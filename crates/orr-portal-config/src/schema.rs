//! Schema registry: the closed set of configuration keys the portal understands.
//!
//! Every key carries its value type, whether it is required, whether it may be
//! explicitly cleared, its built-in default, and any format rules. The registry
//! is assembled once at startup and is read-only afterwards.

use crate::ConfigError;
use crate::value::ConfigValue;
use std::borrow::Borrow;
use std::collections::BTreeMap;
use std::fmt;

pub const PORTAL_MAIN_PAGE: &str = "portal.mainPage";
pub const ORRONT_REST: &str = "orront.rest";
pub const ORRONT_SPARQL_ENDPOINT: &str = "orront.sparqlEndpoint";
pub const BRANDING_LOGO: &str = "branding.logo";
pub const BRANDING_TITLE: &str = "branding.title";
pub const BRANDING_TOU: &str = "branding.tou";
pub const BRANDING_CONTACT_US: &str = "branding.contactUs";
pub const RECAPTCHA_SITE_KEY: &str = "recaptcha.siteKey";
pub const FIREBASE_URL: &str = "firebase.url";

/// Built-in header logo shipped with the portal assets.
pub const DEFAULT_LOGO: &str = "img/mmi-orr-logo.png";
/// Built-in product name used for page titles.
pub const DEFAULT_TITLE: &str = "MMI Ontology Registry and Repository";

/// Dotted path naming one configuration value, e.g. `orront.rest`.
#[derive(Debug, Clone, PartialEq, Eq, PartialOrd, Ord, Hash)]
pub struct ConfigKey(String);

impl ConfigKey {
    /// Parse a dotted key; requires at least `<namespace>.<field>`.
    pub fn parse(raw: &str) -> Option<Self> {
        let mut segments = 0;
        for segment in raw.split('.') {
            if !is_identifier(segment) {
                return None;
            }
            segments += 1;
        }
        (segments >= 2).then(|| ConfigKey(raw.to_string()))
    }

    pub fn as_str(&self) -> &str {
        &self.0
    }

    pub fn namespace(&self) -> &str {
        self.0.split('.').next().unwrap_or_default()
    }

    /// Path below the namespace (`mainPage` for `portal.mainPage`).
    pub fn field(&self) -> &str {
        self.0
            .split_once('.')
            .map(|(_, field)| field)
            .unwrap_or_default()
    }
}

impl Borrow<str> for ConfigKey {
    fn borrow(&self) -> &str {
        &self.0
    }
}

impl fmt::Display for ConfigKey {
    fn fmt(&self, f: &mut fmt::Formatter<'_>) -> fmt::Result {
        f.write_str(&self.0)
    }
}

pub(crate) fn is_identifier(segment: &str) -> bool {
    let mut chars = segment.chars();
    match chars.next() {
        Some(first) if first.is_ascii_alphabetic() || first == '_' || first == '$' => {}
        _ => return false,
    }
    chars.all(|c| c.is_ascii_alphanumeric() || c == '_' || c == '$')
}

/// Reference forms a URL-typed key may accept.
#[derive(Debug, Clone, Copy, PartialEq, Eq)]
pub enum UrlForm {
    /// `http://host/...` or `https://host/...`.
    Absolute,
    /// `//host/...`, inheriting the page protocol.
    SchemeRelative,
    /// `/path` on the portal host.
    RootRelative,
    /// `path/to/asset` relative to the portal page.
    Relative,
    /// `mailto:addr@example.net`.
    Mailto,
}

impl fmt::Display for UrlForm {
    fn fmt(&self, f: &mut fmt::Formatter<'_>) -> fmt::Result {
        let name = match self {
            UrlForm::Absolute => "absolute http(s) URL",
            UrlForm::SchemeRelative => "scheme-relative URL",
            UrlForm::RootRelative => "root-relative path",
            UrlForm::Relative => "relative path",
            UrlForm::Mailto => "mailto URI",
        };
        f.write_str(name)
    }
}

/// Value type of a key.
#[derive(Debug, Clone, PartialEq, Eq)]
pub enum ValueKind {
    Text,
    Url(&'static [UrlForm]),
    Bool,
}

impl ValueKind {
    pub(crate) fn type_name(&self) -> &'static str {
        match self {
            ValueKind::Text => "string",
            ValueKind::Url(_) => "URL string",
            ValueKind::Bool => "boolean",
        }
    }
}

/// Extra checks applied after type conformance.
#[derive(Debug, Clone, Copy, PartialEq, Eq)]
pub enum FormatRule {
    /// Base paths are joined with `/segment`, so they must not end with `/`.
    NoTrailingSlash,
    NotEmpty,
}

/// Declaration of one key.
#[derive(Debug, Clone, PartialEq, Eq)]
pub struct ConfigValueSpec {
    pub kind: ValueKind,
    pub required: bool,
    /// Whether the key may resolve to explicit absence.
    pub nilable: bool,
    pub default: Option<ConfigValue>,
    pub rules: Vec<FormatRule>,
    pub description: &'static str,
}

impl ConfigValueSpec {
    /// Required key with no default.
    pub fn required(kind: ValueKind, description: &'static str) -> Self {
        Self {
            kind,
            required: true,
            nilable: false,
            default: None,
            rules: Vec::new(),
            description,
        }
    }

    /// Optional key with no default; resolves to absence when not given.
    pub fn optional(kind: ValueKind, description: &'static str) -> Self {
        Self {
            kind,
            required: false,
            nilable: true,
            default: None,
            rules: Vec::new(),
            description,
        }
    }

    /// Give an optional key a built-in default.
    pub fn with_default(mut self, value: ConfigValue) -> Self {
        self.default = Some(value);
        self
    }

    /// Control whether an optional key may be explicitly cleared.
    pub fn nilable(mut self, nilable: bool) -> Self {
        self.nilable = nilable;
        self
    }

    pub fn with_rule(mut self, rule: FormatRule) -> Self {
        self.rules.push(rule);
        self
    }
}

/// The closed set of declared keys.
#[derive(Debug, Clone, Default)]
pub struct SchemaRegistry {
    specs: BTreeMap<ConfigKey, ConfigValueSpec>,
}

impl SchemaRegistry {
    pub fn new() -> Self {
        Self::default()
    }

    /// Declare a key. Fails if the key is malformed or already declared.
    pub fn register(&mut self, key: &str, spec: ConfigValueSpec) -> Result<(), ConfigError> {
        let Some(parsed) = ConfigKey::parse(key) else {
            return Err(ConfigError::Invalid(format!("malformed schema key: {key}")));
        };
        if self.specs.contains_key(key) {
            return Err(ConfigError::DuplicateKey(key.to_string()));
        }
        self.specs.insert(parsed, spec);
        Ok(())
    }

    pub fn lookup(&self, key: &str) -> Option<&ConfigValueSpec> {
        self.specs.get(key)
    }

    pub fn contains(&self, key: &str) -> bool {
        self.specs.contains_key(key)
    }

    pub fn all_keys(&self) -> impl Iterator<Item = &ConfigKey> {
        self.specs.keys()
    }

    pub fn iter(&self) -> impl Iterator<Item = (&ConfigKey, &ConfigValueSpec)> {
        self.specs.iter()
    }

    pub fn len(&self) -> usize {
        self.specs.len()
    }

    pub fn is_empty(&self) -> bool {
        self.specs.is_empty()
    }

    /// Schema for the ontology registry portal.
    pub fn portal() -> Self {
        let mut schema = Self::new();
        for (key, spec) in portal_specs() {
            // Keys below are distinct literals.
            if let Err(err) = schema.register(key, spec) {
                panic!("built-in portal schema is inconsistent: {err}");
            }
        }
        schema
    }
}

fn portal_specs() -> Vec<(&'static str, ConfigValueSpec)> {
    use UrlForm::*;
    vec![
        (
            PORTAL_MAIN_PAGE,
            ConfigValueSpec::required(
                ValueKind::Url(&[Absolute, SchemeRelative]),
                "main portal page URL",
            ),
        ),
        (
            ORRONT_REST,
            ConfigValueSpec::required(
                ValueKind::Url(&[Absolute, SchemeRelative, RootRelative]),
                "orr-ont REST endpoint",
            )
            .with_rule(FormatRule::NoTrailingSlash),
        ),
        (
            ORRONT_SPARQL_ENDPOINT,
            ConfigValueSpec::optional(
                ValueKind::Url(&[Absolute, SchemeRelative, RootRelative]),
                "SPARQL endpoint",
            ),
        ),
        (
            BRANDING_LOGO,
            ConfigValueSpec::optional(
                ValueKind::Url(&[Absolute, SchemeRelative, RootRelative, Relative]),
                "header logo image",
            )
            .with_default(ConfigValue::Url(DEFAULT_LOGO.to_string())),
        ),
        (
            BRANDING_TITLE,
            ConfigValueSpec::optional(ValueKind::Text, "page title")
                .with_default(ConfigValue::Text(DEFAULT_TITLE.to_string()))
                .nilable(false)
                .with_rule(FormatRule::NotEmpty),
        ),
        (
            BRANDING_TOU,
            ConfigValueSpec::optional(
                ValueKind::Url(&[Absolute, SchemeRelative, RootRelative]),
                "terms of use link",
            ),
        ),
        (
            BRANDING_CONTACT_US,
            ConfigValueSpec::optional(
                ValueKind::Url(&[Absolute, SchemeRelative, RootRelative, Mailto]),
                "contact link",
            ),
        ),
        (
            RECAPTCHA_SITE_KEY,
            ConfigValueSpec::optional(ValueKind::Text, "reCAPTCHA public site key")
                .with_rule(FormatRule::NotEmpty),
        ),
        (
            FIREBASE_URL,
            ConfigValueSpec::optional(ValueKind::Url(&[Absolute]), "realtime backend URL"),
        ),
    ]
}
•••
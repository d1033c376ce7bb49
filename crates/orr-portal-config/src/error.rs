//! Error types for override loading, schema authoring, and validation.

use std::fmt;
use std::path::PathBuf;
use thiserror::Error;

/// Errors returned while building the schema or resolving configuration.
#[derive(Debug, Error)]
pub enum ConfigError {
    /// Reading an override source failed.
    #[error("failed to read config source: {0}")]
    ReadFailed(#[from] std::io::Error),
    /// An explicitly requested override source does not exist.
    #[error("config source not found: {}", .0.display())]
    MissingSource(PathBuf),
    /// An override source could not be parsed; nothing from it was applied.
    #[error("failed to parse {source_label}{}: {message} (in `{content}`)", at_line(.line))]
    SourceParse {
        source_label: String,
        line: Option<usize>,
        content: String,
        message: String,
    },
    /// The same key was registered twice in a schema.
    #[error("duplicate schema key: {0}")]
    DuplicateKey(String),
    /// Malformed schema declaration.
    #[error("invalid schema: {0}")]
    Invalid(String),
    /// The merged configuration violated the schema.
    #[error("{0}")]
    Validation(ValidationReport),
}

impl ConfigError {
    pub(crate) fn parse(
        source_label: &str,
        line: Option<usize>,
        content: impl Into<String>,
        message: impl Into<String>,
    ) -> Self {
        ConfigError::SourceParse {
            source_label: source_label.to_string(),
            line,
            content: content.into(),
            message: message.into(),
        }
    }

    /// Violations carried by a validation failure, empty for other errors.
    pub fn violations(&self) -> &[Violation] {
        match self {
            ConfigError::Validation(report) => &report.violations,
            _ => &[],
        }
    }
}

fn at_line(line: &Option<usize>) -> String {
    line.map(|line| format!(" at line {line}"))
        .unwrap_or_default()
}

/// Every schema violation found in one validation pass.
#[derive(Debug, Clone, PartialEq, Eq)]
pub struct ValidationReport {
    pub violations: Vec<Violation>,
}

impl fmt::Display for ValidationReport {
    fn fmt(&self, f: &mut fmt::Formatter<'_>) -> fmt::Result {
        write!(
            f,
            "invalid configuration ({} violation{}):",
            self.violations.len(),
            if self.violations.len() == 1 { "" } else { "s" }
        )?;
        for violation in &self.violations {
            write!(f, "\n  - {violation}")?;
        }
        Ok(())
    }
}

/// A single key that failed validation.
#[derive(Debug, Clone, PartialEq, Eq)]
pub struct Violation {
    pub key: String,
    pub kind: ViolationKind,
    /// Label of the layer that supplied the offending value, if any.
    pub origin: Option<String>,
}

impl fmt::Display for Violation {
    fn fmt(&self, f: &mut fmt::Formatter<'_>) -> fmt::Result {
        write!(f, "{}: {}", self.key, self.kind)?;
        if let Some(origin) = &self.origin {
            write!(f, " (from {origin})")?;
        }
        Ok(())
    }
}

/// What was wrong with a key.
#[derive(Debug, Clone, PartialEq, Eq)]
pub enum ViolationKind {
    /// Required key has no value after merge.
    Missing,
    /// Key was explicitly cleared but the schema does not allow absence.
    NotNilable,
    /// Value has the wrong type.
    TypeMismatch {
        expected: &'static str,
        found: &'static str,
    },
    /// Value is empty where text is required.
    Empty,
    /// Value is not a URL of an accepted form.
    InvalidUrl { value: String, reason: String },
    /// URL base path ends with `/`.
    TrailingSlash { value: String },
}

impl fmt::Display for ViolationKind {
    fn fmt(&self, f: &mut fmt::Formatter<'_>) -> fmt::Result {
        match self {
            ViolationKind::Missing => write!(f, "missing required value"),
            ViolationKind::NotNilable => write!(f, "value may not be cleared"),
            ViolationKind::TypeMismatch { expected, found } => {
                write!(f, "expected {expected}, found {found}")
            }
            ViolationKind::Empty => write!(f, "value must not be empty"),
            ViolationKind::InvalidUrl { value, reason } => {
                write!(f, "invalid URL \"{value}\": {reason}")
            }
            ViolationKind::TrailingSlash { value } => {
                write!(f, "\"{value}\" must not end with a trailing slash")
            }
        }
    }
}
•••
◆ **Work item**
The result should be every line of the material that contains the word "Some", so copy those lines.

◆ **Result below**
        Some(first) if first.is_ascii_alphabetic() || first == '_' || first == '$' => {}
        self.default = Some(value);
        let Some(parsed) = ConfigKey::parse(key) else {
        if let Some(origin) = &self.origin {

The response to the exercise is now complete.